Silver argued that genetic engineering is not a transgression against nature, because Mother Nature has not provided humans with a perfect genome, does not care one whit about the health of our children, and has essentially "waged all-out war" on children in part by making all people hosts to at least a hundred risk variants for genetic diseases.
Farahany, who serves on the Presidential Commission for the Study of Bioethical Issues, also stressed that reproductive decisions are private matters and that it would be far better to use public policy to set the ethical lines that may or may not be crossed by doctors or scientists than to enact a ban.
Silver waved off the concerns about the potential abuses of genetic engineering by pointing out that pharmaceutical drugs are abused all the time and they are not banned.
Much of the debate centered on the process of mitochondrial transfer, which is already being used.
"It is safe. It works. It eliminates massive childhood suffering," Farahany said.
"Nita, just bear in mind that the children who were born of mitochondrial transfer are still children, and the real problem, of course, is what happens to them when they are adults. We don't know," Winston replied.

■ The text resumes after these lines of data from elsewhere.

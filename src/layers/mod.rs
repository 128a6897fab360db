pub mod base;
pub mod macros;
pub mod manager;
pub mod marker;
pub mod style;
pub mod tile;

pub use base::{LayerProperties, LayerTrait, LayerType};
pub use manager::LayerManager;
pub use marker::{marker_size, MapMarker, MarkerIcon, MarkerLayer};
pub use style::{VectorOverlay, VectorStyle, VectorStyleLayer, ZoomCurve};
pub use tile::TileLayer;
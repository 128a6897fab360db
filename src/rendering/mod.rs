pub mod context;
pub mod raster;

pub use context::{Color, DrawCommand, RenderContext};
pub use raster::RasterImage;
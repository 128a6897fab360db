//! Action bars above the map and the SVG canvas

use egui::{Button, Id, Layout, Order, RichText, Ui};

use crate::{
    core::config::TileBackground,
    svg::viewport::SvgTool,
    viewer::{MapViewer, SvgViewer},
};

fn status(ui: &mut Ui, text: String) {
    ui.with_layout(Layout::right_to_left(egui::Align::Center), |ui| {
        ui.label(RichText::new(text).monospace().small());
    });
}

/// Vector toggle, drag lock, recenter, buildings menu and the status line
pub fn map_action_bar(ui: &mut Ui, viewer: &mut MapViewer) {
    ui.horizontal(|ui| {
        if viewer.options().background == TileBackground::OpenStreetMap {
            let label = if viewer.is_vector_tiles() {
                "Raster tiles"
            } else {
                "Vector tiles"
            };
            if ui.button(label).clicked() {
                viewer.toggle_vector_tiles();
            }
        }
        if viewer.options().drag_toggle {
            let label = if viewer.drag_enabled() {
                "Lock map"
            } else {
                "Unlock map"
            };
            if ui.button(label).clicked() {
                viewer.toggle_dragging();
            }
        }
        if ui.button("Recenter").clicked() {
            viewer.recenter();
        }
        buildings_menu(ui, viewer);
        status(ui, viewer.status());
    });
}

fn buildings_menu(ui: &mut Ui, viewer: &mut MapViewer) {
    let button = ui.button("Buildings ▾");
    if button.clicked() {
        viewer.toggle_buildings_menu();
    }
    if !viewer.buildings_menu_open() {
        return;
    }

    let mut chosen = None;
    egui::Area::new(Id::new("buildings-menu"))
        .order(Order::Foreground)
        .fixed_pos(button.rect.left_bottom())
        .show(ui.ctx(), |ui| {
            egui::Frame::popup(ui.style()).show(ui, |ui| {
                let registry = viewer.registry();
                if registry.is_empty() {
                    ui.label("No buildings loaded");
                }
                for point in registry.iter() {
                    if ui.selectable_label(false, &point.title).clicked() {
                        chosen = Some(point.id.clone());
                    }
                }
            });
        });
    if let Some(id) = chosen {
        viewer.focus_building(&id);
    }
}

/// Tools, zoom, fit/reset, add/delete marker and the status line
pub fn svg_toolbar(ui: &mut Ui, viewer: &mut SvgViewer) {
    ui.horizontal(|ui| {
        let current = viewer.viewport().tool();
        for tool in SvgTool::ALL {
            if ui.selectable_label(current == tool, tool.label()).clicked() {
                viewer.set_tool(tool);
            }
        }
        ui.separator();

        if ui.button("+").on_hover_text("Zoom in").clicked() {
            viewer.viewport_mut().zoom_in();
        }
        if ui.button("−").on_hover_text("Zoom out").clicked() {
            viewer.viewport_mut().zoom_out();
        }
        if ui.button("Fit").clicked() {
            viewer.viewport_mut().fit_to_viewer();
        }
        if ui.button("Reset").clicked() {
            viewer.viewport_mut().reset();
        }
        ui.separator();

        let adding = viewer.board().is_adding();
        if ui.selectable_label(adding, "Add marker").clicked() {
            if adding {
                viewer.cancel_adding();
            } else {
                viewer.start_adding();
            }
        }
        let deletable = viewer.selected().is_some_and(|m| !m.built_in);
        if ui.add_enabled(deletable, Button::new("Delete marker")).clicked() {
            viewer.delete_selected();
        }
        status(ui, viewer.status());
    });
}
use egui::{Color32, RichText, Ui};

use crate::content::markdown::{Block, Span};

fn heading_size(level: u8) -> f32 {
    match level {
        1 => 22.0,
        2 => 19.0,
        3 => 17.0,
        _ => 15.0,
    }
}

fn rich(span: &Span, size: Option<f32>) -> RichText {
    let mut text = RichText::new(&span.text);
    if let Some(size) = size {
        text = text.size(size).strong();
    }
    if span.strong {
        text = text.strong();
    }
    if span.emphasis {
        text = text.italics();
    }
    if span.strikethrough {
        text = text.strikethrough();
    }
    if span.code {
        text = text.code();
    }
    text
}

fn spans(ui: &mut Ui, spans: &[Span], size: Option<f32>) {
    ui.horizontal_wrapped(|ui| {
        ui.spacing_mut().item_spacing.x = 0.0;
        for span in spans {
            match &span.link {
                Some(url) => {
                    ui.hyperlink_to(rich(span, size), url);
                }
                None => {
                    ui.label(rich(span, size));
                }
            }
        }
    });
}

/// Lays out an article. Images are drawn by `image(ui, url, alt)` so the
/// caller decides where textures come from.
pub fn show_blocks(ui: &mut Ui, blocks: &[Block], mut image: impl FnMut(&mut Ui, &str, &str)) {
    let mut index = 0;
    while index < blocks.len() {
        match &blocks[index] {
            Block::Heading { level, spans: runs } => {
                ui.add_space(6.0);
                spans(ui, runs, Some(heading_size(*level)));
            }
            Block::Paragraph(runs) => {
                spans(ui, runs, None);
                ui.add_space(4.0);
            }
            Block::ListItem { depth, marker, spans: runs } => {
                ui.horizontal_wrapped(|ui| {
                    ui.add_space(*depth as f32 * 16.0);
                    ui.label(format!("{} ", marker));
                    spans(ui, runs, None);
                });
            }
            Block::Quote(runs) => {
                egui::Frame::none()
                    .fill(Color32::from_gray(245))
                    .inner_margin(egui::Margin::symmetric(8.0, 4.0))
                    .show(ui, |ui| spans(ui, runs, None));
            }
            Block::Code(code) => {
                ui.code(code.trim_end());
            }
            Block::Image { url, alt } => image(ui, url, alt),
            Block::TableRow { .. } => {
                let start = index;
                while matches!(blocks.get(index + 1), Some(Block::TableRow { .. })) {
                    index += 1;
                }
                egui::Grid::new(("article-table", start))
                    .striped(true)
                    .show(ui, |ui| {
                        for block in &blocks[start..=index] {
                            if let Block::TableRow { cells, header } = block {
                                for cell in cells {
                                    let text = RichText::new(cell);
                                    ui.label(if *header { text.strong() } else { text });
                                }
                                ui.end_row();
                            }
                        }
                    });
            }
            Block::Rule => {
                ui.separator();
            }
        }
        index += 1;
    }
}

"Well, happily they will get to become adults. They won't become adults without this option," Farahany responded.
Generalized uncertainties about the possible impacts of genetic engineering treatments simply should not be an argument for banning them, she said.
"I have news for you," Farahany added. "Every single time we decide to reproduce there is uncertainty. We have no idea how this unique combination of individuals is going to result. And we certainly aren't going to say that we are going to ban natural reproduction."